As the name suggests, with an Interest-only mortgage, you just pay the interest every month. The repayments on an Interest-only mortgage are lower compared to those on a Repayment mortgage. However, you’ll have to pay off the capital eventually, so it’s important to have a repayment plan in place to repay the capital. The number of lenders offering Interest-only mortgages has reduced over the last few years. This is due to concerns that many of those who have them have no repayment plan in place, and could be left unable to pay back the capital at the end of the term.

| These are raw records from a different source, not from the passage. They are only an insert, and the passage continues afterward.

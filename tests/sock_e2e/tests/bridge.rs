// Copyright 2026 Shunt Contributors
// SPDX-License-Identifier: Apache-2.0

//! Kernel-bridge fallback: traffic the fast path does not understand is
//! forwarded exactly once and never reaches an unrelated socket.

use shunt_net::{Domain, PacketPool, SockError, SockType};
use sock_e2e::{at, linked_pair, pump, IP_A, IP_B};

#[test]
fn unmatched_datagram_goes_to_the_bridge_exactly_once() {
    let (a, b) = linked_pair();
    let server = a.stack.attach().unwrap();
    let client = b.stack.attach().unwrap();

    // An unrelated socket is bound, but on a different port.
    let unrelated = server.socket(Domain::Inet, SockType::Dgram).unwrap();
    server.bind(unrelated, at(IP_A, 4300)).unwrap();

    let tx = client.socket(Domain::Inet, SockType::Dgram).unwrap();
    client.bind(tx, at(IP_B, 4301)).unwrap();
    client.sendto(tx, b"for the kernel", 0, at(IP_A, 60000)).unwrap();
    pump(&a, &b, 4);

    let forwarded = a.bridge.forwarded();
    assert_eq!(forwarded.len(), 1);
    // The unrelated socket never saw it.
    let mut buf = [0u8; 32];
    assert_eq!(server.recvfrom(unrelated, &mut buf, 0), Err(SockError::WouldBlock));
    // Nothing on the sending side's bridge either.
    assert!(b.bridge.forwarded().is_empty());

    server.close(unrelated).unwrap();
    client.close(tx).unwrap();
    assert_eq!(a.pool.outstanding(), 0);
    assert_eq!(b.pool.outstanding(), 0);
}

#[test]
fn non_ip_frames_are_bridge_traffic() {
    let (mut a, _b) = linked_pair();

    // A hand-built ARP request (ethertype 0x0806).
    let mut frame = Vec::new();
    frame.extend_from_slice(&[0xff; 6]); // broadcast dst
    frame.extend_from_slice(&[0x02, 0, 0, 0, 0, 0x42]);
    frame.extend_from_slice(&[0x08, 0x06]);
    frame.extend_from_slice(&[0u8; 28]);

    a.inject(&frame);
    a.poll();

    let forwarded = a.bridge.forwarded();
    assert_eq!(forwarded.len(), 1);
    assert_eq!(forwarded[0].1, frame);
    assert_eq!(a.pool.outstanding(), 0);
}

#[test]
fn stray_tcp_segment_without_listener_is_bridged() {
    let (a, b) = linked_pair();
    let _server = a.stack.attach().unwrap();
    let client = b.stack.attach().unwrap();

    // SYN to a port nobody listens on. The server stack forwards it to the
    // kernel path rather than answering.
    let cfd = client.socket(Domain::Inet, SockType::Stream).unwrap();
    assert_eq!(client.connect(cfd, at(IP_A, 61000)), Err(SockError::InProgress));
    pump(&a, &b, 2);

    assert_eq!(a.bridge.forwarded().len(), 1);
    client.close(cfd).unwrap();
    pump(&a, &b, 2);
    assert_eq!(a.pool.outstanding(), 0);
    assert_eq!(b.pool.outstanding(), 0);
}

Part Repayment/ Part Interest-only

It is possible, in some instances, to have a combination of a Repayment and Interest-only Mortgage, and Chartwell can advise you on suitability.

Mortgage product types

There are many different Mortgage products available, whether you’re a First Time Buyer, Home Mover, Buy to Let or looking for a better deal by remortgaging. Chartwell’s team of highly-skilled Advisers will explain the various products that are available, and recommend the most suitable one to fit your circumstances. Whilst all Mortgage Lenders will have their own Standard Variable Rate, here is a summary of some of the most popular product types

Fixed-rate mortgage

The interest rate remains the same throughout the period of the deal – typically one to five years. If you opt for a Fixed-rate, you’ll have the security of knowing exactly how much your mortgage will cost you for a set period of time.

Tracker mortgage

The interest rate on a Tracker mortgage is linked to the Bank of England base rate. So if the base rate changes, your mortgage rate will change. If the base rate was 0.50%, and you took a Tracker mortgage with a rate that is 2% above the base rate, you’d pay an interest rate of 2.50% . If the Bank of England put the base rate up to 1%, your mortgage rate would increase to 3.00%.

As with Fixed-rate mortgages, Trackers are available over different terms – most commonly two or five years.

Discount mortgage

Trackers aren’t the only type of variable mortgage. Discounts are another. However, unlike Trackers, the interest rate isn’t linked to the Bank of England base rate. Instead, it’s linked to the lender’s Standard Variable rate (SVR). This is a significant difference, because lenders can change their SVR even if there has been no change in the base rate.

Discount mortgages are available over different terms, typically one to five years.